Although these technologies are not exactly shiny and new, I don’t think that there is any technical reason why they couldn’t still be made to work. These programs are obsolete as a result of commercial decisions by the colossi of Apple, Oracle, Google, etc. Not that it makes any difference in my case, but clearly many companies have had to devote huge amounts of time to finding alternate solutions when some of these options are no longer possible.

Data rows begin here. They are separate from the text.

//! Directory-backed backups
//!
//! Each backup is a byte-for-byte copy `<id>.bak` next to a `<id>.json`
//! manifest describing where it came from.

use super::{BackupId, BackupService, CollaboratorError};
use chrono::{DateTime, Utc};
use serde::{Deserialize, Serialize};
use std::path::{Path, PathBuf};

/// Manifest stored alongside each backup copy
#[derive(Debug, Clone, PartialEq, Eq, Serialize, Deserialize)]
pub struct BackupManifest {
    pub id: BackupId,
    pub original_path: PathBuf,
    pub description: String,
    pub size: u64,
    pub created_at: DateTime<Utc>,
}

/// Stores backups as plain files under one directory
#[derive(Debug, Clone)]
pub struct DirectoryBackupService {
    root: PathBuf,
}

impl DirectoryBackupService {
    /// Keep backups under `root`; the directory is created on first use
    #[must_use]
    pub fn new(root: impl Into<PathBuf>) -> Self {
        Self { root: root.into() }
    }

    #[inline]
    #[must_use]
    pub fn root(&self) -> &Path {
        &self.root
    }

    /// Location of the copied bytes for `id`
    #[must_use]
    pub fn backup_path(&self, id: &BackupId) -> PathBuf {
        self.root.join(format!("{id}.bak"))
    }

    fn manifest_path(&self, id: &BackupId) -> PathBuf {
        self.root.join(format!("{id}.json"))
    }

    /// Read the manifest of an existing backup
    ///
    /// # Errors
    /// Returns `BackupNotFound` for an unknown id, or an IO/decode error
    pub async fn manifest(&self, id: &BackupId) -> Result<BackupManifest, CollaboratorError> {
        let path = self.manifest_path(id);
        let bytes = match tokio::fs::read(&path).await {
            Ok(bytes) => bytes,
            Err(e) if e.kind() == std::io::ErrorKind::NotFound => {
                return Err(CollaboratorError::BackupNotFound(id.clone()));
            }
            Err(e) => return Err(CollaboratorError::io(path, e)),
        };
        Ok(serde_json::from_slice(&bytes)?)
    }

    /// Copy a backup back over its original path
    ///
    /// # Errors
    /// Returns error if the backup is missing or the copy fails
    pub async fn restore(&self, id: &BackupId) -> Result<PathBuf, CollaboratorError> {
        let manifest = self.manifest(id).await?;
        let source = self.backup_path(id);
        tokio::fs::copy(&source, &manifest.original_path)
            .await
            .map_err(|e| CollaboratorError::io(&manifest.original_path, e))?;
        tracing::info!(backup_id = %id, path = %manifest.original_path.display(), "backup restored");
        Ok(manifest.original_path)
    }
}

#[async_trait::async_trait]
impl BackupService for DirectoryBackupService {
    async fn create_backup(
        &self,
        path: &Path,
        description: &str,
    ) -> Result<BackupId, CollaboratorError> {
        tokio::fs::create_dir_all(&self.root)
            .await
            .map_err(|e| CollaboratorError::io(&self.root, e))?;

        let id = BackupId::generate();
        let copy_path = self.backup_path(&id);
        let size = tokio::fs::copy(path, &copy_path)
            .await
            .map_err(|e| CollaboratorError::io(path, e))?;

        let manifest = BackupManifest {
            id: id.clone(),
            original_path: path.to_path_buf(),
            description: description.to_owned(),
            size,
            created_at: Utc::now(),
        };
        let manifest_path = self.manifest_path(&id);
        tokio::fs::write(&manifest_path, serde_json::to_vec_pretty(&manifest)?)
            .await
            .map_err(|e| CollaboratorError::io(&manifest_path, e))?;

        tracing::debug!(backup_id = %id, path = %path.display(), size, "backup created");
        Ok(id)
    }
}
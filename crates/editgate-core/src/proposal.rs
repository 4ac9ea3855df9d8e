//! Proposal data model
//!
//! Defines the four mutation kinds and [`PendingProposal`], the in-flight,
//! not-yet-applied intent held by the store.

use crate::diff::DiffPreview;
use crate::token::ProposalToken;
use chrono::{DateTime, Utc};
use editgate_fingerprint::Fingerprint;
use schemars::JsonSchema;
use serde::{Deserialize, Serialize};
use std::fmt;
use std::path::PathBuf;

/// A requested change to a text file
///
/// Line numbers are 1-based and ranges are inclusive.
#[derive(Debug, Clone, PartialEq, Eq, Serialize, Deserialize)]
#[serde(tag = "kind", rename_all = "snake_case")]
pub enum Mutation {
    /// Replace lines `start_line..=end_line` with `new_content` (zero or more lines)
    ReplaceLineRange {
        start_line: usize,
        end_line: usize,
        new_content: String,
    },

    /// Insert `content` after line `after_line`; 0 inserts before the first line
    InsertAfterLine {
        after_line: usize,
        content: String,
        maintain_indentation: bool,
    },

    /// Remove lines `start_line..=end_line`
    DeleteLineRange { start_line: usize, end_line: usize },

    /// Replace every occurrence of a literal or regex pattern
    PatternReplace {
        search_pattern: String,
        replace_with: String,
        case_sensitive: bool,
        use_regex: bool,
    },
}

impl Mutation {
    /// Discriminant of this mutation
    #[inline]
    #[must_use]
    pub fn kind(&self) -> MutationKind {
        match self {
            Self::ReplaceLineRange { .. } => MutationKind::ReplaceLineRange,
            Self::InsertAfterLine { .. } => MutationKind::InsertAfterLine,
            Self::DeleteLineRange { .. } => MutationKind::DeleteLineRange,
            Self::PatternReplace { .. } => MutationKind::PatternReplace,
        }
    }

    /// One-line description used for backups and audit records
    #[must_use]
    pub fn describe(&self) -> String {
        match self {
            Self::ReplaceLineRange {
                start_line,
                end_line,
                ..
            } => format!("replace lines {start_line}-{end_line}"),
            Self::InsertAfterLine { after_line, .. } => format!("insert after line {after_line}"),
            Self::DeleteLineRange {
                start_line,
                end_line,
            } => format!("delete lines {start_line}-{end_line}"),
            Self::PatternReplace {
                search_pattern,
                use_regex,
                ..
            } => {
                let mode = if *use_regex { "regex" } else { "literal" };
                format!("replace {mode} pattern {search_pattern:?}")
            }
        }
    }
}

/// Kind of mutation, without parameters
#[derive(Debug, Clone, Copy, PartialEq, Eq, Hash, Serialize, Deserialize, JsonSchema)]
#[serde(rename_all = "snake_case")]
pub enum MutationKind {
    ReplaceLineRange,
    InsertAfterLine,
    DeleteLineRange,
    PatternReplace,
}

impl MutationKind {
    /// Stable snake_case name
    #[must_use]
    pub const fn as_str(&self) -> &'static str {
        match self {
            Self::ReplaceLineRange => "replace_line_range",
            Self::InsertAfterLine => "insert_after_line",
            Self::DeleteLineRange => "delete_line_range",
            Self::PatternReplace => "pattern_replace",
        }
    }
}

impl fmt::Display for MutationKind {
    fn fmt(&self, f: &mut fmt::Formatter<'_>) -> fmt::Result {
        f.write_str(self.as_str())
    }
}

/// An in-flight mutation awaiting approval
///
/// # Invariants
/// - `expires_at > created_at`
/// - `preview_content` is exactly what a successful apply writes
#[derive(Debug, Clone, PartialEq, Eq)]
pub struct PendingProposal {
    /// Only handle on this proposal
    pub token: ProposalToken,
    /// Target file
    pub file_path: PathBuf,
    /// Requested change
    pub mutation: Mutation,
    /// Fingerprint of the file when the proposal was captured
    pub original_fingerprint: Fingerprint,
    /// Full resulting file content
    pub preview_content: String,
    /// Diff shown to the approver
    pub diff_preview: DiffPreview,
    /// Lines touched (match count for pattern replacements)
    pub lines_affected: usize,
    /// Creation time
    pub created_at: DateTime<Utc>,
    /// Expiry time
    pub expires_at: DateTime<Utc>,
    /// Whether apply must back up the file first
    pub backup_requested: bool,
}

impl PendingProposal {
    /// Whether the proposal has expired at `now`
    #[inline]
    #[must_use]
    pub fn is_expired_at(&self, now: DateTime<Utc>) -> bool {
        now >= self.expires_at
    }

    /// Mutation kind
    #[inline]
    #[must_use]
    pub fn kind(&self) -> MutationKind {
        self.mutation.kind()
    }

    /// Content-free summary for listings
    #[must_use]
    pub fn summary(&self) -> ProposalSummary {
        ProposalSummary {
            token: self.token.clone(),
            file_path: self.file_path.clone(),
            kind: self.kind(),
            description: self.mutation.describe(),
            lines_affected: self.lines_affected,
            original_fingerprint: self.original_fingerprint,
            created_at: self.created_at,
            expires_at: self.expires_at,
            backup_requested: self.backup_requested,
        }
    }
}

/// Serializable view of a pending proposal, without its content
#[derive(Debug, Clone, PartialEq, Eq, Serialize, Deserialize)]
pub struct ProposalSummary {
    pub token: ProposalToken,
    pub file_path: PathBuf,
    pub kind: MutationKind,
    pub description: String,
    pub lines_affected: usize,
    pub original_fingerprint: Fingerprint,
    pub created_at: DateTime<Utc>,
    pub expires_at: DateTime<Utc>,
    pub backup_requested: bool,
}

#[cfg(test)]
mod tests {
    use super::*;

    #[test]
    fn mutation_serde_is_tagged() {
        let mutation = Mutation::DeleteLineRange {
            start_line: 2,
            end_line: 4,
        };
        let json = serde_json::to_value(&mutation).unwrap();
        assert_eq!(json["kind"], "delete_line_range");
        assert_eq!(json["start_line"], 2);

        let back: Mutation = serde_json::from_value(json).unwrap();
        assert_eq!(back, mutation);
    }

    #[test]
    fn describe_mentions_parameters() {
        let m = Mutation::ReplaceLineRange {
            start_line: 3,
            end_line: 5,
            new_content: "X".into(),
        };
        assert_eq!(m.describe(), "replace lines 3-5");
        assert_eq!(m.kind().as_str(), "replace_line_range");

        let p = Mutation::PatternReplace {
            search_pattern: "foo".into(),
            replace_with: "bar".into(),
            case_sensitive: false,
            use_regex: false,
        };
        assert_eq!(p.describe(), "replace literal pattern \"foo\"");
    }
}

Edit Jan 8, 2020: no news from repl.it about bug fixes (not very surprising consider that they seem to support about 40 computer languages). I did some experimenting with Webswing, which seems to be very well done; at some point I may give it a real go. But then it occurred to me that since I have it running on my own computer, I could just make a video and post it. Duh. (It’s only 20 seconds long.)

[Edit Feb 3, 2020: eerily enough, the same calendar, on my birthday, had the puzzle “TWO+TWO=FOUR,” to be solved in base 8, where it said there are 5 solutions. I fired up the program and, lo and behold, that is correct!]